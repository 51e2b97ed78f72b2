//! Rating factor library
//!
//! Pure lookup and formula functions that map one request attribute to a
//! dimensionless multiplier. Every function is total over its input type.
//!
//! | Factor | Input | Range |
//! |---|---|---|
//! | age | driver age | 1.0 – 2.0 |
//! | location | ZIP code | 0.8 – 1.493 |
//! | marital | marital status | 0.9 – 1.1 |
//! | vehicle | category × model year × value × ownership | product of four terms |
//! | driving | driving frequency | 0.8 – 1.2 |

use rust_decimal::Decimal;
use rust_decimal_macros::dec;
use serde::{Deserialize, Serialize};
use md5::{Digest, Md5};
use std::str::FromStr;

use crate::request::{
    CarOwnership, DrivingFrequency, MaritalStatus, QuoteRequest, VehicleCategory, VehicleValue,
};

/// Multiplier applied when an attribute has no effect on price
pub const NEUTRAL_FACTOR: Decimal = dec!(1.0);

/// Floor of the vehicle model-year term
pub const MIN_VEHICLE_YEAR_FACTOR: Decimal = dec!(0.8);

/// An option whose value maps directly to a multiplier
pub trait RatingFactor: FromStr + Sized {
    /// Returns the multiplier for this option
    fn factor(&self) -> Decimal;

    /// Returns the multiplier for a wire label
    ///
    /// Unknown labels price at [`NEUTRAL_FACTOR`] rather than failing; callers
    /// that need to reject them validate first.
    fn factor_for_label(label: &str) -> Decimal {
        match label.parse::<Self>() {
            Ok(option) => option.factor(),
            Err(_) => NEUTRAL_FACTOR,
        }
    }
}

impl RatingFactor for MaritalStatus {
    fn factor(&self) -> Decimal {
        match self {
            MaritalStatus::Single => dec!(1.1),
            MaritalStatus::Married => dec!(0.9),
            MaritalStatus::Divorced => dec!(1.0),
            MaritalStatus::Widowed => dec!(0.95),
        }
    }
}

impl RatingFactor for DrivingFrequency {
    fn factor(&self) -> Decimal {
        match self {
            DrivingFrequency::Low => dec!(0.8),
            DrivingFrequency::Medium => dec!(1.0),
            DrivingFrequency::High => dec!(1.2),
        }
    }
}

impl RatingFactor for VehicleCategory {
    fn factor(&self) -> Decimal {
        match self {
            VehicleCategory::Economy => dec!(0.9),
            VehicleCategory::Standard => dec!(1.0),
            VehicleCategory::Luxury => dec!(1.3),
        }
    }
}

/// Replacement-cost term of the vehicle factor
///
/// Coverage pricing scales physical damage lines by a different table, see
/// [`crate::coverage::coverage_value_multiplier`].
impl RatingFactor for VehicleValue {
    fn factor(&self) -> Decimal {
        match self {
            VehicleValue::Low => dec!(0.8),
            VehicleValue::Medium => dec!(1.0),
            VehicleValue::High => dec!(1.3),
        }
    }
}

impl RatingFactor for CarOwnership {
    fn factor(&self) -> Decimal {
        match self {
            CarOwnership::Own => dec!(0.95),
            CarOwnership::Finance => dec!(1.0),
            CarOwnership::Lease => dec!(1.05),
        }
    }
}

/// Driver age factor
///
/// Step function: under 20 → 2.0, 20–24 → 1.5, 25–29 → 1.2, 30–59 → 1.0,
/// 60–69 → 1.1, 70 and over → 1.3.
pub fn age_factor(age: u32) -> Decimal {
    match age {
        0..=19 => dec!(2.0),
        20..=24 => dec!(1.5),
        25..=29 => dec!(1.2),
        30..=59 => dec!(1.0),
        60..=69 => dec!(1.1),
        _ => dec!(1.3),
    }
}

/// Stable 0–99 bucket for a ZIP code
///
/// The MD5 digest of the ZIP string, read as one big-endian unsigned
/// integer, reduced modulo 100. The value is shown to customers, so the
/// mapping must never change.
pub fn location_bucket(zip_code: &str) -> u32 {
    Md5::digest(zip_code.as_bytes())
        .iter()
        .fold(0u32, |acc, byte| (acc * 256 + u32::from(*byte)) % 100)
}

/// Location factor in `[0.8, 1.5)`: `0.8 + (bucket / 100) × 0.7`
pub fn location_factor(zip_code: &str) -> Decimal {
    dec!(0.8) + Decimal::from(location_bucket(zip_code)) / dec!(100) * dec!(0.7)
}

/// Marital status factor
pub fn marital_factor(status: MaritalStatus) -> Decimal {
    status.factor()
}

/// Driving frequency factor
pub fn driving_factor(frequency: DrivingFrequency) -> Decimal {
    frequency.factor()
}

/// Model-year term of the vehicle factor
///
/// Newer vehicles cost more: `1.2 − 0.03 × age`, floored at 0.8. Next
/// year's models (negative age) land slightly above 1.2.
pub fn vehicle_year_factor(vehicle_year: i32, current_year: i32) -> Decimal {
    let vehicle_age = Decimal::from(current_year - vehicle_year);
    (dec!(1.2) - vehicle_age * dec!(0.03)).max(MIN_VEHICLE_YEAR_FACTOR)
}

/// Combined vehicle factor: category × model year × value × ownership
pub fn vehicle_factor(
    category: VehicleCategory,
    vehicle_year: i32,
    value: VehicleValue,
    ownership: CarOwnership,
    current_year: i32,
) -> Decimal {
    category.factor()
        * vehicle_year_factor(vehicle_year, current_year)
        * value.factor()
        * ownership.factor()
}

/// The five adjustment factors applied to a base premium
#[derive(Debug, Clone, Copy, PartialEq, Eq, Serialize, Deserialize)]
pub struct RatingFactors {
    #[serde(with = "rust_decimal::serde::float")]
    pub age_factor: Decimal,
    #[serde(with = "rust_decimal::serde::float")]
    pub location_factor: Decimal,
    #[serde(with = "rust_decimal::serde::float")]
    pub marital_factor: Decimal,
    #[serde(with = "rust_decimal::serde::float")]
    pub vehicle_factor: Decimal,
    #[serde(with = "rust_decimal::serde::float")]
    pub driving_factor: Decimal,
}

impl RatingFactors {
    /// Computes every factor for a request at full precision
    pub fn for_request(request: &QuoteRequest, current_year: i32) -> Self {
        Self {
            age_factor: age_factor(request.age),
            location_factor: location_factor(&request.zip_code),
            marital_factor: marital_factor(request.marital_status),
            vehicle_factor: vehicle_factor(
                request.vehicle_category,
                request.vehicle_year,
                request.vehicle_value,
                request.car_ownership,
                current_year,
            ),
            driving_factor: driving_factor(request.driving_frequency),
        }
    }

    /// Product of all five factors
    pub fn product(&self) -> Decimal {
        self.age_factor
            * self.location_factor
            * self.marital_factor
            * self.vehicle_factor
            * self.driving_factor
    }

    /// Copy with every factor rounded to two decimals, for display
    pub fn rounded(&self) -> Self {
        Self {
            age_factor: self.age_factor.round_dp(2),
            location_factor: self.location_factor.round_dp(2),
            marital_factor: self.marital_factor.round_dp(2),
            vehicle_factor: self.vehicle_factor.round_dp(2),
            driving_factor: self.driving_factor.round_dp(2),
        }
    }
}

### Task description
Please give back the entries above, unchanged and complete.

### Exercise answer
repository 51e2b97ed78f72b2
//! Rating factor library
//!
//! Pure lookup and formula functions that map one request attribute to a
//! dimensionless multiplier. Every function is total over its input type.
//!
//! | Factor | Input | Range |
//! |---|---|---|
//! | age | driver age | 1.0 – 2.0 |
//! | location | ZIP code | 0.8 – 1.493 |
//! | marital | marital status | 0.9 – 1.1 |
//! | vehicle | category × model year × value × ownership | product of four terms |
//! | driving | driving frequency | 0.8 – 1.2 |

use rust_decimal::Decimal;
use rust_decimal_macros::dec;
use serde::{Deserialize, Serialize};
use md5::{Digest, Md5};
use std::str::FromStr;

use crate::request::{
    CarOwnership, DrivingFrequency, MaritalStatus, QuoteRequest, VehicleCategory, VehicleValue,
};

/// Multiplier applied when an attribute has no effect on price
pub const NEUTRAL_FACTOR: Decimal = dec!(1.0);

/// Floor of the vehicle model-year term
pub const MIN_VEHICLE_YEAR_FACTOR: Decimal = dec!(0.8);

/// An option whose value maps directly to a multiplier
pub trait RatingFactor: FromStr + Sized {
    /// Returns the multiplier for this option
    fn factor(&self) -> Decimal;

    /// Returns the multiplier for a wire label
    ///
    /// Unknown labels price at [`NEUTRAL_FACTOR`] rather than failing; callers
    /// that need to reject them validate first.
    fn factor_for_label(label: &str) -> Decimal {
        match label.parse::<Self>() {
            Ok(option) => option.factor(),
            Err(_) => NEUTRAL_FACTOR,
        }
    }
}

impl RatingFactor for MaritalStatus {
    fn factor(&self) -> Decimal {
        match self {
            MaritalStatus::Single => dec!(1.1),
            MaritalStatus::Married => dec!(0.9),
            MaritalStatus::Divorced => dec!(1.0),
            MaritalStatus::Widowed => dec!(0.95),
        }
    }
}

impl RatingFactor for DrivingFrequency {
    fn factor(&self) -> Decimal {
        match self {
            DrivingFrequency::Low => dec!(0.8),
            DrivingFrequency::Medium => dec!(1.0),
            DrivingFrequency::High => dec!(1.2),
        }
    }
}

impl RatingFactor for VehicleCategory {
    fn factor(&self) -> Decimal {
        match self {
            VehicleCategory::Economy => dec!(0.9),
            VehicleCategory::Standard => dec!(1.0),
            VehicleCategory::Luxury => dec!(1.3),
        }
    }
}

/// Replacement-cost term of the vehicle factor
///
/// Coverage pricing scales physical damage lines by a different table, see
/// [`crate::coverage::coverage_value_multiplier`].
impl RatingFactor for VehicleValue {
    fn factor(&self) -> Decimal {
        match self {
            VehicleValue::Low => dec!(0.8),
            VehicleValue::Medium => dec!(1.0),
            VehicleValue::High => dec!(1.3),
        }
    }
}

impl RatingFactor for CarOwnership {
    fn factor(&self) -> Decimal {
        match self {
            CarOwnership::Own => dec!(0.95),
            CarOwnership::Finance => dec!(1.0),
            CarOwnership::Lease => dec!(1.05),
        }
    }
}

/// Driver age factor
///
/// Step function: under 20 → 2.0, 20–24 → 1.5, 25–29 → 1.2, 30–59 → 1.0,
/// 60–69 → 1.1, 70 and over → 1.3.
pub fn age_factor(age: u32) -> Decimal {
    match age {
        0..=19 => dec!(2.0),
        20..=24 => dec!(1.5),
        25..=29 => dec!(1.2),
        30..=59 => dec!(1.0),
        60..=69 => dec!(1.1),
        _ => dec!(1.3),
    }
}

/// Stable 0–99 bucket for a ZIP code
///
/// The MD5 digest of the ZIP string, read as one big-endian unsigned
/// integer, reduced modulo 100. The value is shown to customers, so the
/// mapping must never change.
pub fn location_bucket(zip_code: &str) -> u32 {
    Md5::digest(zip_code.as_bytes())
        .iter()
        .fold(0u32, |acc, byte| (acc * 256 + u32::from(*byte)) % 100)
}

/// Location factor in `[0.8, 1.5)`: `0.8 + (bucket / 100) × 0.7`
pub fn location_factor(zip_code: &str) -> Decimal {
    dec!(0.8) + Decimal::from(location_bucket(zip_code)) / dec!(100) * dec!(0.7)
}

/// Marital status factor
pub fn marital_factor(status: MaritalStatus) -> Decimal {
    status.factor()
}

/// Driving frequency factor
pub fn driving_factor(frequency: DrivingFrequency) -> Decimal {
    frequency.factor()
}

/// Model-year term of the vehicle factor
///
/// Newer vehicles cost more: `1.2 − 0.03 × age`, floored at 0.8. Next
/// year's models (negative age) land slightly above 1.2.
pub fn vehicle_year_factor(vehicle_year: i32, current_year: i32) -> Decimal {
    let vehicle_age = Decimal::from(current_year - vehicle_year);
    (dec!(1.2) - vehicle_age * dec!(0.03)).max(MIN_VEHICLE_YEAR_FACTOR)
}

/// Combined vehicle factor: category × model year × value × ownership
pub fn vehicle_factor(
    category: VehicleCategory,
    vehicle_year: i32,
    value: VehicleValue,
    ownership: CarOwnership,
    current_year: i32,
) -> Decimal {
    category.factor()
        * vehicle_year_factor(vehicle_year, current_year)
        * value.factor()
        * ownership.factor()
}

/// The five adjustment factors applied to a base premium
#[derive(Debug, Clone, Copy, PartialEq, Eq, Serialize, Deserialize)]
pub struct RatingFactors {
    #[serde(with = "rust_decimal::serde::float")]
    pub age_factor: Decimal,
    #[serde(with = "rust_decimal::serde::float")]
    pub location_factor: Decimal,
    #[serde(with = "rust_decimal::serde::float")]
    pub marital_factor: Decimal,
    #[serde(with = "rust_decimal::serde::float")]
    pub vehicle_factor: Decimal,
    #[serde(with = "rust_decimal::serde::float")]
    pub driving_factor: Decimal,
}

impl RatingFactors {
    /// Computes every factor for a request at full precision
    pub fn for_request(request: &QuoteRequest, current_year: i32) -> Self {
        Self {
            age_factor: age_factor(request.age),
            location_factor: location_factor(&request.zip_code),
            marital_factor: marital_factor(request.marital_status),
            vehicle_factor: vehicle_factor(
                request.vehicle_category,
                request.vehicle_year,
                request.vehicle_value,
                request.car_ownership,
                current_year,
            ),
            driving_factor: driving_factor(request.driving_frequency),
        }
    }

    /// Product of all five factors
    pub fn product(&self) -> Decimal {
        self.age_factor
            * self.location_factor
            * self.marital_factor
            * self.vehicle_factor
            * self.driving_factor
    }

    /// Copy with every factor rounded to two decimals, for display
    pub fn rounded(&self) -> Self {
        Self {
            age_factor: self.age_factor.round_dp(2),
            location_factor: self.location_factor.round_dp(2),
            marital_factor: self.marital_factor.round_dp(2),
            vehicle_factor: self.vehicle_factor.round_dp(2),
            driving_factor: self.driving_factor.round_dp(2),
        }
    }
}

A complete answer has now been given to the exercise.